The team detected a dozen insertion sites. Of those, seven were shared across all of the leukemic samples. Another four were found in neoplastic samples from the New York and Maine sites alone, while a single Steamer insertion was specific to neoplasms in clams from Canada.

Through additional PCR-based genotyping on mitochondrial SNP and microsatellite DNA patterns in 11 healthy soft-shell clams and nine clams with neoplasms, the researchers verified the clonal nature of the clam leukemia cell lines, demonstrating that they differed genetically from non-cancerous tissues in affected host clams.

"Those genotypes were distinct from the host animal in which the disease was occurring," Goff said. "So this clone had not arisen from the host in the normal way."

Their results suggest that neoplastic cell lines cluster with one another genetically, although the transmissible cancer clones that are circulating in Canada and the US appear to fall in slightly different subgroups due to divergence in the time since the first clonal cancer arose.

It remains to be seen when that divergence occurred, since scientists have not yet gotten a handle on when the clonal clam cancer originated.

To that end, Goff and his team plan to sequence and compare targeted genes in multiple soft-shell clam neoplasms to try to reconstruct the age of the clonal line. The Steamer insertion sites studied so far are not particularly helpful for performing such dating, Goff explained, because retroelements tend to hop at unpredictable rates.

The team is also interested in looking more closely at Steamer and its potential role in inducing the oncogenic mutations that may have caused the cancerous cell line to spring up in the first place.

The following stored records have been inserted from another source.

//! Proposal handlers

use axum::extract::{Path, Query, State};
use axum::Json;
use serde::Deserialize;
use uuid::Uuid;

use crate::api::{ApiResult, ApiState};
use crate::logic::error::CoreError;
use crate::logic::policy::PolicyRule;
use crate::logic::store::{Deployment, Proposal, ProposalState};

/// Either free text for the translator or a structured rule, never both.
#[derive(Debug, Deserialize)]
pub struct ProposeRequest {
    #[serde(default)]
    pub text: Option<String>,
    #[serde(default)]
    pub rule: Option<PolicyRule>,
    #[serde(default)]
    pub explanation: Option<String>,
}

pub async fn create(
    State(state): State<ApiState>,
    Json(request): Json<ProposeRequest>,
) -> ApiResult<Json<Proposal>> {
    let proposal = match (request.text, request.rule) {
        (Some(text), None) => state.facade.propose_text(text).await?,
        (None, Some(rule)) => state.facade.propose_rule(rule, request.explanation).await?,
        _ => {
            return Err(CoreError::validation(
                "provide exactly one of `text` or `rule`",
            ))
        }
    };
    Ok(Json(proposal))
}

#[derive(Debug, Deserialize, Default)]
pub struct ListFilter {
    #[serde(default)]
    pub state: Option<String>,
}

pub async fn list(
    State(state): State<ApiState>,
    Query(filter): Query<ListFilter>,
) -> ApiResult<Json<Vec<Proposal>>> {
    let wanted = match filter.state.as_deref() {
        Some(text) => Some(
            ProposalState::parse(text)
                .ok_or_else(|| CoreError::validation(format!("unknown state {:?}", text)))?,
        ),
        None => None,
    };
    Ok(Json(state.facade.proposals(wanted).await?))
}

pub async fn get(
    State(state): State<ApiState>,
    Path(id): Path<Uuid>,
) -> ApiResult<Json<Proposal>> {
    Ok(Json(state.facade.proposal(id).await?))
}

pub async fn approve(
    State(state): State<ApiState>,
    Path(id): Path<Uuid>,
) -> ApiResult<Json<Deployment>> {
    Ok(Json(state.facade.approve(id).await?))
}

pub async fn reject(
    State(state): State<ApiState>,
    Path(id): Path<Uuid>,
) -> ApiResult<Json<Proposal>> {
    Ok(Json(state.facade.reject(id).await?))
}

pub async fn cancel(
    State(state): State<ApiState>,
    Path(id): Path<Uuid>,
) -> ApiResult<Json<Proposal>> {
    Ok(Json(state.facade.cancel_queued(id).await?))
}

In addition, the researchers hope to tease apart the mode by which the cell lines colonize new animals, while screening animals such as clams, cockles, or oysters to see whether such contagious cancer cell lines are found in other marine bivalves.

"We normally don't worry about this in vertebrates because we have an immune system that prevents this, that rejects a tumor like this as foreign," Goff noted. "But invertebrates don't have an adaptive immune system and that may be why they're more susceptible to this."